- EXERCISE OBJECTIVE: Search the records for the word "Debug" and copy every line in which it occurs.

- Opening Delimiter -

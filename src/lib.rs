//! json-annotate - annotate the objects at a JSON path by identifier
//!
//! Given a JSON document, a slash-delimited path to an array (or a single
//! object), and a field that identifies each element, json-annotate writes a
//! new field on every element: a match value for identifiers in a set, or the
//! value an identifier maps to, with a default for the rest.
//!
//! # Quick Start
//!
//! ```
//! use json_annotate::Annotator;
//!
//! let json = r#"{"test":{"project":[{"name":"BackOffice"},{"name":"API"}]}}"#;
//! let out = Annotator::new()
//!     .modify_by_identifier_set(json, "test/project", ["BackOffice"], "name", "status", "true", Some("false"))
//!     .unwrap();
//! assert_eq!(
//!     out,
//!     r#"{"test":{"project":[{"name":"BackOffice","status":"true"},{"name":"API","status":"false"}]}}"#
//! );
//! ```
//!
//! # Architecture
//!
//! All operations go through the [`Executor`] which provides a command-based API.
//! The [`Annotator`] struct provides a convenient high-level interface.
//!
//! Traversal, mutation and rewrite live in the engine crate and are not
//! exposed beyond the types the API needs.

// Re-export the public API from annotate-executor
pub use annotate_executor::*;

- Closing Delimiter -
- Opening Delimiter -

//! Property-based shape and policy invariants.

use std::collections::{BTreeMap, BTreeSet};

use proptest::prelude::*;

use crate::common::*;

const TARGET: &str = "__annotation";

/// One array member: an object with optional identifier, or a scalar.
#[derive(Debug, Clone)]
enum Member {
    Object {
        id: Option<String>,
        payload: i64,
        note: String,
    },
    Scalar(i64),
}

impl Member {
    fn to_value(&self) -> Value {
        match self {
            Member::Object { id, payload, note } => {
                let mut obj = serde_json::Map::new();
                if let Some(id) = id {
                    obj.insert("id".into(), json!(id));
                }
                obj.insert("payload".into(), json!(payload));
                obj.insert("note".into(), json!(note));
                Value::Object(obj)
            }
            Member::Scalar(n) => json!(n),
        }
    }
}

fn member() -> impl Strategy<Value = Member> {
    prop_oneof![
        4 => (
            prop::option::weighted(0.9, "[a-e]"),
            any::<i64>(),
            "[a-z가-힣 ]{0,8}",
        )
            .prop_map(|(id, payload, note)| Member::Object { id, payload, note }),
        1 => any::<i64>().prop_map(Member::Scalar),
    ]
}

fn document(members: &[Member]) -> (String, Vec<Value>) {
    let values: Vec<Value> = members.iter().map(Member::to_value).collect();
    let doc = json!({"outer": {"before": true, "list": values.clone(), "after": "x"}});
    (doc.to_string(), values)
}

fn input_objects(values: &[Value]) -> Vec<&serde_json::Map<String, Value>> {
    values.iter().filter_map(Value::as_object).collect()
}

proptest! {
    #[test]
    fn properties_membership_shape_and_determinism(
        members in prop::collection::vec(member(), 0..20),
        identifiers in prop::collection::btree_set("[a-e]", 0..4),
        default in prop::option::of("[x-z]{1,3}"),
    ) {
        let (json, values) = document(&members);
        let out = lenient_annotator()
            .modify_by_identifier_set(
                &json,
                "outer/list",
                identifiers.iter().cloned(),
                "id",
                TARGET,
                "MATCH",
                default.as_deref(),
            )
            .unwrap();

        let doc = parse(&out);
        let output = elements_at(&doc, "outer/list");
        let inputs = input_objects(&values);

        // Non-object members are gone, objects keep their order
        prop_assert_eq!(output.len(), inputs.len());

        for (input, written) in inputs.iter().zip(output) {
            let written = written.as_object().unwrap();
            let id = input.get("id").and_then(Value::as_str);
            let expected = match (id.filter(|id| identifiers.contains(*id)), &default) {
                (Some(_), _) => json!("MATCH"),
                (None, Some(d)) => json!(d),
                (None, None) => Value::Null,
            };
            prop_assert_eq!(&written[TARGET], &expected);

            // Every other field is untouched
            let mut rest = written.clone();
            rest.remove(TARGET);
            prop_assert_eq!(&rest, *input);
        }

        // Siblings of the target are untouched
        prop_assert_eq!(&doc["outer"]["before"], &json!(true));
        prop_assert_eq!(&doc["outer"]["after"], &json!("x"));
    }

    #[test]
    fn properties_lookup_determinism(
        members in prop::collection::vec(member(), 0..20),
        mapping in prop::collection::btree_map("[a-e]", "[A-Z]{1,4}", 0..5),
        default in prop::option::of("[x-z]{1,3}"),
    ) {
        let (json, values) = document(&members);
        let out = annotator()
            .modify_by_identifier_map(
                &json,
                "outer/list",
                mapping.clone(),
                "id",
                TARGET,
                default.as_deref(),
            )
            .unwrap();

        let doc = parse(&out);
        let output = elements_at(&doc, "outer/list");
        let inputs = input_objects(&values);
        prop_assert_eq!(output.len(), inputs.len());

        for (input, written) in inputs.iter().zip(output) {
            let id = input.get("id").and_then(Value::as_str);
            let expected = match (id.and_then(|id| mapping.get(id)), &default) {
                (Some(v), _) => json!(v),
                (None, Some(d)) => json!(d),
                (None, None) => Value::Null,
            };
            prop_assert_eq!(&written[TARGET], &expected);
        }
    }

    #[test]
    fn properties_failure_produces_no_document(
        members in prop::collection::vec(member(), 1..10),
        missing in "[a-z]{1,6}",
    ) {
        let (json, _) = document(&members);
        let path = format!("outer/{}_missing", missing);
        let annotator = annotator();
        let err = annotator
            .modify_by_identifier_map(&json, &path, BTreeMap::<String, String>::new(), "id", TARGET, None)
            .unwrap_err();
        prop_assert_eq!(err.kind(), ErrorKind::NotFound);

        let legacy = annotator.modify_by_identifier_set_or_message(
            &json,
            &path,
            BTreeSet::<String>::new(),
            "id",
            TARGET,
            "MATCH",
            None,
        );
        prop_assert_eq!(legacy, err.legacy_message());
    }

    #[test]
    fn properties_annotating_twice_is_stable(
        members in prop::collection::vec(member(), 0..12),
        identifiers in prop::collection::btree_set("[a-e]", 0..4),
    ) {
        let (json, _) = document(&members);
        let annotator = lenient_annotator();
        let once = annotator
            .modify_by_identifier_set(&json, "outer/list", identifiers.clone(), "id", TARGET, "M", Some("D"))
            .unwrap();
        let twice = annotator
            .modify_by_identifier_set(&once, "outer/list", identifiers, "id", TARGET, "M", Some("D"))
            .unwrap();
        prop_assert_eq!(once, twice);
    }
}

- Closing Delimiter -
- Opening Delimiter -

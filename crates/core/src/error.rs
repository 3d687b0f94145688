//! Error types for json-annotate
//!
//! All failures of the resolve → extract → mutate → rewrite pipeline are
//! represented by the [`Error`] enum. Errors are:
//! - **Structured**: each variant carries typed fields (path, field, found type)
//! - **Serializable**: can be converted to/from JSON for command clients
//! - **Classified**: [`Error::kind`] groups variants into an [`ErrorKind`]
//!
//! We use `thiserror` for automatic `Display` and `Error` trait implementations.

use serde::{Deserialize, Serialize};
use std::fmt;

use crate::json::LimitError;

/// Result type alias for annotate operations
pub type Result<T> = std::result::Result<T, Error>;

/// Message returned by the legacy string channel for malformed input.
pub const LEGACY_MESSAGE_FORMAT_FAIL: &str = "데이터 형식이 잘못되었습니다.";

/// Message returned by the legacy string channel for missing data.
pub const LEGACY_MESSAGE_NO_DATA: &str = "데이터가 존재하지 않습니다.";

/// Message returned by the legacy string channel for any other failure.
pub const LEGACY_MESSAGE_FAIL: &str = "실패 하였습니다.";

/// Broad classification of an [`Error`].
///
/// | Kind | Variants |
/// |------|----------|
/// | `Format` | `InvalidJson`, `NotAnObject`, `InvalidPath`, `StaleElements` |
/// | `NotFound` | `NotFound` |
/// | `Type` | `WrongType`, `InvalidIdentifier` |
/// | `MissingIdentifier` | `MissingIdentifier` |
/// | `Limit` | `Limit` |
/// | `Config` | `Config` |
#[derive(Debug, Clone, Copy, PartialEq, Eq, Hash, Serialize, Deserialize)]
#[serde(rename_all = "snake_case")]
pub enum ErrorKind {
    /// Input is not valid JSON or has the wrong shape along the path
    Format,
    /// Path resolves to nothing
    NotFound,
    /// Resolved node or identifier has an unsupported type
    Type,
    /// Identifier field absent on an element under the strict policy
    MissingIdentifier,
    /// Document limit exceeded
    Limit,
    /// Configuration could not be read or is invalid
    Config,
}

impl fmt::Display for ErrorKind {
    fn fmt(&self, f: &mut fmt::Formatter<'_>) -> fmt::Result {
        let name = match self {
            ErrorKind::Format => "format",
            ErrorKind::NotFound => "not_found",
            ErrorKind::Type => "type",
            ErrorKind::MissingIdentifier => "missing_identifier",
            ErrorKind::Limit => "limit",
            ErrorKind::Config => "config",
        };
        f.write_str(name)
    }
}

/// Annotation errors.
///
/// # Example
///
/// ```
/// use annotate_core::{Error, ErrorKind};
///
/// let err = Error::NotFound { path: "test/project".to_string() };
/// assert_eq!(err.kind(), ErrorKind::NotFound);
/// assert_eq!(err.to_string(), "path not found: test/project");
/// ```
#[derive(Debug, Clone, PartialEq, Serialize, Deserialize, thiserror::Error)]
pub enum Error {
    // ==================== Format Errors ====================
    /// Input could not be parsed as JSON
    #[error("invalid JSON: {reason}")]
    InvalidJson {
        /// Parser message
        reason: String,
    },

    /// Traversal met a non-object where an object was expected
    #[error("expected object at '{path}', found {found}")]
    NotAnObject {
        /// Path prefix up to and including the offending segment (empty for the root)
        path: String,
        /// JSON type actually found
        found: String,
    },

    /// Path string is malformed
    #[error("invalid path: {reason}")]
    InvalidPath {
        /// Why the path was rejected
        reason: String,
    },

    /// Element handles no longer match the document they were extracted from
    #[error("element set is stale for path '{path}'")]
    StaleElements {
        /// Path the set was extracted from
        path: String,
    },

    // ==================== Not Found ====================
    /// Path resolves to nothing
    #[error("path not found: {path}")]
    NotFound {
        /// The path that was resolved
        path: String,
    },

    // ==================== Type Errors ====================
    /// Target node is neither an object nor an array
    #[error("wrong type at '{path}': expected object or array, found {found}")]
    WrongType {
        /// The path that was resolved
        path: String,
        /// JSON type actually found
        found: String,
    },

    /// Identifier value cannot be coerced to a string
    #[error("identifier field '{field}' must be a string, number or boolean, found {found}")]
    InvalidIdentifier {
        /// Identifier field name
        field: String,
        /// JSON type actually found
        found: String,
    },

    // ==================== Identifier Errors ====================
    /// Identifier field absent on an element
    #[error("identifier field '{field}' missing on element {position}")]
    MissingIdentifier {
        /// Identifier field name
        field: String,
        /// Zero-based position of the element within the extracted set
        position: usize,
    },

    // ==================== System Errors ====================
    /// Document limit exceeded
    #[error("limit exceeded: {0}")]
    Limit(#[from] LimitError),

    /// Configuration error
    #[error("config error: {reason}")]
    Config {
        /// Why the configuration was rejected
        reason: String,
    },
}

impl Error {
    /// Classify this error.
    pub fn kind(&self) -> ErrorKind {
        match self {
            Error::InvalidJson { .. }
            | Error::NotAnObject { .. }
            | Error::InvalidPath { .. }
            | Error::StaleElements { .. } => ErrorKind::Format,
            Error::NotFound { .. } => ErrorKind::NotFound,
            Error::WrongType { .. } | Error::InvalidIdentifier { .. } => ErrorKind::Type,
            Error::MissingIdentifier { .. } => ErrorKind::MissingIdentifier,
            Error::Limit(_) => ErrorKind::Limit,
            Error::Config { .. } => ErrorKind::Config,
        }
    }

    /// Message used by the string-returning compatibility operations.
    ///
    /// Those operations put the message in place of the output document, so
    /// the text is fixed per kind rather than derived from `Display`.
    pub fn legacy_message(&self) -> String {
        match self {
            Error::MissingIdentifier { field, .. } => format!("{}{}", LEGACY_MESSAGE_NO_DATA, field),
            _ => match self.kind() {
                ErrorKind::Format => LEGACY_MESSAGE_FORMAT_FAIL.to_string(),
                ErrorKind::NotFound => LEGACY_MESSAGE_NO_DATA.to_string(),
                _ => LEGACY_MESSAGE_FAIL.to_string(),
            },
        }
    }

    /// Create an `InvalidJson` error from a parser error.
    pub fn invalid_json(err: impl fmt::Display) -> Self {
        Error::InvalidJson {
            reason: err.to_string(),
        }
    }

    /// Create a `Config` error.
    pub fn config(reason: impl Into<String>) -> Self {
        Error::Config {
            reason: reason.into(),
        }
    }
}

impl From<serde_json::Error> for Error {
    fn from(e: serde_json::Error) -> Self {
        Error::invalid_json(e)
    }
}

- Closing Delimiter -

- RESULT OF THIS EXERCISE:
#[derive(Debug, Clone)]
#[derive(Debug, Clone, Copy, PartialEq, Eq, Hash, Serialize, Deserialize)]
#[derive(Debug, Clone, PartialEq, Serialize, Deserialize, thiserror::Error)]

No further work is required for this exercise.